PURPOSE: Patients with diabetes mellitus (DM) type 2 may have subclinical peripheral nerve neuropathy. We performed this study to compare the differences in duration of axillary brachial plexus blocks in patients with type 2 DM and without DM (NODM). Our hypothesis was that the sensory block duration would be prolonged in patients with DM. METHODS: A total of 71 patients who were scheduled for elective forearm and/or hand surgery were enrolled in this study. Before surgery, they received ultrasound-guided axillary brachial plexus blocks with a mixture of 10 mL lidocaine 2% and 20 mL bupivacaine 0.5%. After surgery, all patients received 1 g paracetamol every 6 hours as needed. The primary end point was sensory block duration. Secondary end points were motor block duration, time until first pain (numeric rating scale [NRS] 4 or greater), highest NRS pain scores, and rescue analgesic consumption (NRS 4 or greater) through the first 2 postoperative days.
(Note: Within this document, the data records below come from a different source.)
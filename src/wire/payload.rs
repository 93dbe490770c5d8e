//! Fixed-layout payload codecs.
//!
//! All multi-byte fields are little-endian; floats are IEEE-754 binary32
//! transmitted as their raw bit pattern. Nothing here relies on struct
//! memory layout, so external clients in any language can decode the
//! stream. Decoders reject payloads whose length does not match the
//! declared type exactly; there are no partial parses.

use crate::core::types::{Actions, Encoders, MotorCommands, States, Vec3};

// ---- little-endian cursor helpers ----

#[inline]
fn put_u8(b: &mut [u8], o: &mut usize, v: u8) {
    b[*o] = v;
    *o += 1;
}

#[inline]
fn put_u16(b: &mut [u8], o: &mut usize, v: u16) {
    b[*o..*o + 2].copy_from_slice(&v.to_le_bytes());
    *o += 2;
}

#[inline]
fn put_i16(b: &mut [u8], o: &mut usize, v: i16) {
    put_u16(b, o, v as u16);
}

#[inline]
fn put_u32(b: &mut [u8], o: &mut usize, v: u32) {
    b[*o..*o + 4].copy_from_slice(&v.to_le_bytes());
    *o += 4;
}

#[inline]
fn put_i32(b: &mut [u8], o: &mut usize, v: i32) {
    put_u32(b, o, v as u32);
}

#[inline]
fn put_f32(b: &mut [u8], o: &mut usize, v: f32) {
    put_u32(b, o, v.to_bits());
}

#[inline]
fn get_u8(b: &[u8], o: &mut usize) -> u8 {
    let v = b[*o];
    *o += 1;
    v
}

#[inline]
fn get_u16(b: &[u8], o: &mut usize) -> u16 {
    let v = u16::from_le_bytes([b[*o], b[*o + 1]]);
    *o += 2;
    v
}

#[inline]
fn get_i16(b: &[u8], o: &mut usize) -> i16 {
    get_u16(b, o) as i16
}

#[inline]
fn get_u32(b: &[u8], o: &mut usize) -> u32 {
    let v = u32::from_le_bytes([b[*o], b[*o + 1], b[*o + 2], b[*o + 3]]);
    *o += 4;
    v
}

#[inline]
fn get_i32(b: &[u8], o: &mut usize) -> i32 {
    get_u32(b, o) as i32
}

#[inline]
fn get_f32(b: &[u8], o: &mut usize) -> f32 {
    f32::from_bits(get_u32(b, o))
}

/// Serialized width of a [`States`] block (9 IMU + 3 angle + 1 battery
/// floats, 4 encoder i32s)
pub(crate) const STATES_SIZE: usize = 68;

/// Write a `States` block at the cursor (shared by the TCP codec and the
/// binary log)
pub(crate) fn put_states(b: &mut [u8], o: &mut usize, st: &States) {
    for v in [st.imu.acc, st.imu.gyro, st.imu.mag] {
        put_f32(b, o, v.x);
        put_f32(b, o, v.y);
        put_f32(b, o, v.z);
    }
    put_f32(b, o, st.ang.roll);
    put_f32(b, o, st.ang.pitch);
    put_f32(b, o, st.ang.yaw);
    put_i32(b, o, st.enc.e1);
    put_i32(b, o, st.enc.e2);
    put_i32(b, o, st.enc.e3);
    put_i32(b, o, st.enc.e4);
    put_f32(b, o, st.battery_voltage);
}

/// Read a `States` block at the cursor
pub(crate) fn get_states(b: &[u8], o: &mut usize) -> States {
    let mut vecs = [Vec3::default(); 3];
    for v in &mut vecs {
        *v = Vec3::new(get_f32(b, o), get_f32(b, o), get_f32(b, o));
    }
    let mut st = States {
        imu: crate::core::types::Imu {
            acc: vecs[0],
            gyro: vecs[1],
            mag: vecs[2],
        },
        ..Default::default()
    };
    st.ang.roll = get_f32(b, o);
    st.ang.pitch = get_f32(b, o);
    st.ang.yaw = get_f32(b, o);
    st.enc = Encoders {
        e1: get_i32(b, o),
        e2: get_i32(b, o),
        e3: get_i32(b, o),
        e4: get_i32(b, o),
    };
    st.battery_voltage = get_f32(b, o);
    st
}

// ---- STATE ----

/// Sensor snapshot broadcast to state clients
#[derive(Debug, Clone, Copy, Default, PartialEq)]
pub struct StatePayload {
    pub seq: u32,
    pub t_mono_s: f32,
    pub st: States,
}

impl StatePayload {
    pub const SIZE: usize = 76;

    pub fn encode(&self) -> [u8; Self::SIZE] {
        let mut b = [0u8; Self::SIZE];
        let o = &mut 0;
        put_u32(&mut b, o, self.seq);
        put_f32(&mut b, o, self.t_mono_s);
        put_states(&mut b, o, &self.st);
        debug_assert_eq!(*o, Self::SIZE);
        b
    }

    pub fn decode(b: &[u8]) -> Option<Self> {
        if b.len() != Self::SIZE {
            return None;
        }
        let o = &mut 0;
        let seq = get_u32(b, o);
        let t_mono_s = get_f32(b, o);
        let st = get_states(b, o);
        Some(Self { seq, t_mono_s, st })
    }
}

// ---- CMD ----

/// Remote command bundle: sequence number plus one [`Actions`] value
#[derive(Debug, Clone, Copy, Default, PartialEq, Eq)]
pub struct CmdPayload {
    pub seq: u32,
    pub actions: Actions,
}

impl CmdPayload {
    pub const SIZE: usize = 14;

    pub fn encode(&self) -> [u8; Self::SIZE] {
        let mut b = [0u8; Self::SIZE];
        let o = &mut 0;
        put_u32(&mut b, o, self.seq);
        put_i16(&mut b, o, self.actions.motors.m1);
        put_i16(&mut b, o, self.actions.motors.m2);
        put_i16(&mut b, o, self.actions.motors.m3);
        put_i16(&mut b, o, self.actions.motors.m4);
        put_u8(&mut b, o, self.actions.beep_ms);
        put_u8(&mut b, o, self.actions.flags);
        b
    }

    pub fn decode(b: &[u8]) -> Option<Self> {
        if b.len() != Self::SIZE {
            return None;
        }
        let o = &mut 0;
        Some(Self {
            seq: get_u32(b, o),
            actions: Actions {
                motors: MotorCommands {
                    m1: get_i16(b, o),
                    m2: get_i16(b, o),
                    m3: get_i16(b, o),
                    m4: get_i16(b, o),
                },
                beep_ms: get_u8(b, o),
                flags: get_u8(b, o),
            },
        })
    }
}

// ---- SETPOINT ----

/// Latest-wins setpoint for the autonomous controller hook
#[derive(Debug, Clone, Copy, Default, PartialEq)]
pub struct SetpointPayload {
    pub seq: u32,
    pub sp: [f32; 4],
    pub flags: u8,
}

impl SetpointPayload {
    pub const SIZE: usize = 21;

    pub fn encode(&self) -> [u8; Self::SIZE] {
        let mut b = [0u8; Self::SIZE];
        let o = &mut 0;
        put_u32(&mut b, o, self.seq);
        for v in self.sp {
            put_f32(&mut b, o, v);
        }
        put_u8(&mut b, o, self.flags);
        b
    }

    pub fn decode(b: &[u8]) -> Option<Self> {
        if b.len() != Self::SIZE {
            return None;
        }
        let o = &mut 0;
        let seq = get_u32(b, o);
        let mut sp = [0f32; 4];
        for v in &mut sp {
            *v = get_f32(b, o);
        }
        let flags = get_u8(b, o);
        Some(Self { seq, sp, flags })
    }
}

// ---- CONFIG ----

/// Single-field hot-reload request
#[derive(Debug, Clone, Copy, Default, PartialEq, Eq)]
pub struct ConfigPayload {
    pub seq: u32,
    pub key: u8,
    pub v_u8: u8,
    pub v_u16: u16,
    pub v_u32: u32,
}

impl ConfigPayload {
    pub const SIZE: usize = 12;

    pub fn encode(&self) -> [u8; Self::SIZE] {
        let mut b = [0u8; Self::SIZE];
        let o = &mut 0;
        put_u32(&mut b, o, self.seq);
        put_u8(&mut b, o, self.key);
        put_u8(&mut b, o, self.v_u8);
        put_u16(&mut b, o, self.v_u16);
        put_u32(&mut b, o, self.v_u32);
        b
    }

    pub fn decode(b: &[u8]) -> Option<Self> {
        if b.len() != Self::SIZE {
            return None;
        }
        let o = &mut 0;
        Some(Self {
            seq: get_u32(b, o),
            key: get_u8(b, o),
            v_u8: get_u8(b, o),
            v_u16: get_u16(b, o),
            v_u32: get_u32(b, o),
        })
    }
}

// ---- STATS ----

/// Diagnostics snapshot returned for a stats request
#[derive(Debug, Clone, Copy, Default, PartialEq)]
pub struct StatsPayload {
    pub seq: u32,
    pub uptime_ms: u32,
    pub usb_hz: f32,
    pub tcp_hz: f32,
    pub ctrl_hz: f32,
    pub drops_state: u32,
    pub drops_cmd: u32,
    pub drops_event: u32,
    pub drops_sys_event: u32,
    pub tcp_frames_bad: u32,
    pub serial_errors: u32,
    pub reserved: u32,
}

impl StatsPayload {
    pub const SIZE: usize = 48;

    pub fn encode(&self) -> [u8; Self::SIZE] {
        let mut b = [0u8; Self::SIZE];
        let o = &mut 0;
        put_u32(&mut b, o, self.seq);
        put_u32(&mut b, o, self.uptime_ms);
        put_f32(&mut b, o, self.usb_hz);
        put_f32(&mut b, o, self.tcp_hz);
        put_f32(&mut b, o, self.ctrl_hz);
        put_u32(&mut b, o, self.drops_state);
        put_u32(&mut b, o, self.drops_cmd);
        put_u32(&mut b, o, self.drops_event);
        put_u32(&mut b, o, self.drops_sys_event);
        put_u32(&mut b, o, self.tcp_frames_bad);
        put_u32(&mut b, o, self.serial_errors);
        put_u32(&mut b, o, self.reserved);
        debug_assert_eq!(*o, Self::SIZE);
        b
    }

    pub fn decode(b: &[u8]) -> Option<Self> {
        if b.len() != Self::SIZE {
            return None;
        }
        let o = &mut 0;
        Some(Self {
            seq: get_u32(b, o),
            uptime_ms: get_u32(b, o),
            usb_hz: get_f32(b, o),
            tcp_hz: get_f32(b, o),
            ctrl_hz: get_f32(b, o),
            drops_state: get_u32(b, o),
            drops_cmd: get_u32(b, o),
            drops_event: get_u32(b, o),
            drops_sys_event: get_u32(b, o),
            tcp_frames_bad: get_u32(b, o),
            serial_errors: get_u32(b, o),
            reserved: get_u32(b, o),
        })
    }
}

#[cfg(test)]
mod tests {
    use super::*;
    use crate::core::types::Imu;

    #[test]
    fn test_cmd_known_bytes() {
        let p = CmdPayload {
            seq: 0x0403_0201,
            actions: Actions {
                motors: MotorCommands {
                    m1: -10,
                    m2: 20,
                    m3: 30,
                    m4: 40,
                },
                beep_ms: 0,
                flags: 0,
            },
        };
        let bytes = p.encode();
        assert_eq!(
            &bytes[..12],
            &[0x01, 0x02, 0x03, 0x04, 0xF6, 0xFF, 0x14, 0x00, 0x1E, 0x00, 0x28, 0x00]
        );
        assert_eq!(&bytes[12..], &[0, 0]);
        assert_eq!(CmdPayload::decode(&bytes), Some(p));
    }

    #[test]
    fn test_cmd_roundtrip_with_oneshots() {
        let p = CmdPayload {
            seq: 7,
            actions: Actions {
                motors: MotorCommands {
                    m1: -100,
                    m2: 100,
                    m3: 127,
                    m4: 0,
                },
                beep_ms: 50,
                flags: 0b0000_0101,
            },
        };
        assert_eq!(CmdPayload::decode(&p.encode()), Some(p));
    }

    #[test]
    fn test_setpoint_roundtrip() {
        let p = SetpointPayload {
            seq: 42,
            sp: [1.5, -2.25, 0.0, 1e6],
            flags: 0x81,
        };
        assert_eq!(SetpointPayload::decode(&p.encode()), Some(p));
    }

    #[test]
    fn test_config_roundtrip() {
        let p = ConfigPayload {
            seq: 9,
            key: 4,
            v_u8: 1,
            v_u16: 250,
            v_u32: 0xDEAD_BEEF,
        };
        assert_eq!(ConfigPayload::decode(&p.encode()), Some(p));
    }

    #[test]
    fn test_stats_roundtrip() {
        let p = StatsPayload {
            seq: 1,
            uptime_ms: 123_456,
            usb_hz: 200.0,
            tcp_hz: 100.0,
            ctrl_hz: 200.0,
            drops_state: 5,
            drops_cmd: 0,
            drops_event: 1,
            drops_sys_event: 2,
            tcp_frames_bad: 3,
            serial_errors: 0,
            reserved: 0,
        };
        assert_eq!(StatsPayload::decode(&p.encode()), Some(p));
    }

    #[test]
    fn test_state_layout_and_roundtrip() {
        let p = StatePayload {
            seq: 100,
            t_mono_s: 1.25,
            st: States {
                imu: Imu {
                    acc: Vec3::new(0.1, 0.2, 0.3),
                    gyro: Vec3::new(-0.1, -0.2, -0.3),
                    mag: Vec3::new(10.0, 20.0, 30.0),
                },
                ang: crate::core::types::Angles {
                    roll: 0.5,
                    pitch: -0.5,
                    yaw: 3.0,
                },
                enc: Encoders {
                    e1: 1,
                    e2: -2,
                    e3: 3,
                    e4: -4,
                },
                battery_voltage: 12.4,
            },
        };
        let bytes = p.encode();
        assert_eq!(bytes.len(), 76);
        // seq and t_mono at the front, battery at the back
        assert_eq!(&bytes[..4], &100u32.to_le_bytes());
        assert_eq!(&bytes[4..8], &1.25f32.to_le_bytes());
        assert_eq!(&bytes[72..], &12.4f32.to_le_bytes());
        assert_eq!(StatePayload::decode(&bytes), Some(p));
    }

    #[test]
    fn test_wrong_size_rejected() {
        assert_eq!(CmdPayload::decode(&[0; 12]), None);
        assert_eq!(CmdPayload::decode(&[0; 15]), None);
        assert_eq!(SetpointPayload::decode(&[0; 20]), None);
        assert_eq!(ConfigPayload::decode(&[0; 13]), None);
        assert_eq!(StatsPayload::decode(&[0; 47]), None);
        assert_eq!(StatePayload::decode(&[0; 75]), None);
    }
}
RESULTS: In all, 67 patients completed the study 22 in the DM group and 45 in the NODM group. Sensory and motor block durations were longer in the DM group than in the NODM group (mean [range], 773.5 [479-1155] vs 375 [113-900] minutes, and 523 [205-955] vs 300 [110-680] minutes). Time until first pain was 855 (590-1,285) minutes in the DM group and 500 (200-990) minutes in the NODM group. The highest NRS scores were also significantly lower in the DM group at 6 and 12 hours. Paracetamol consumption was lower in the DM group through the first 2 postoperative days. CONCLUSIONS: The presence of DM was associated with longer duration of the sensory block after axillary brachial plexus block. TYPE OF STUDY/LEVEL OF EVIDENCE Therapeutic II.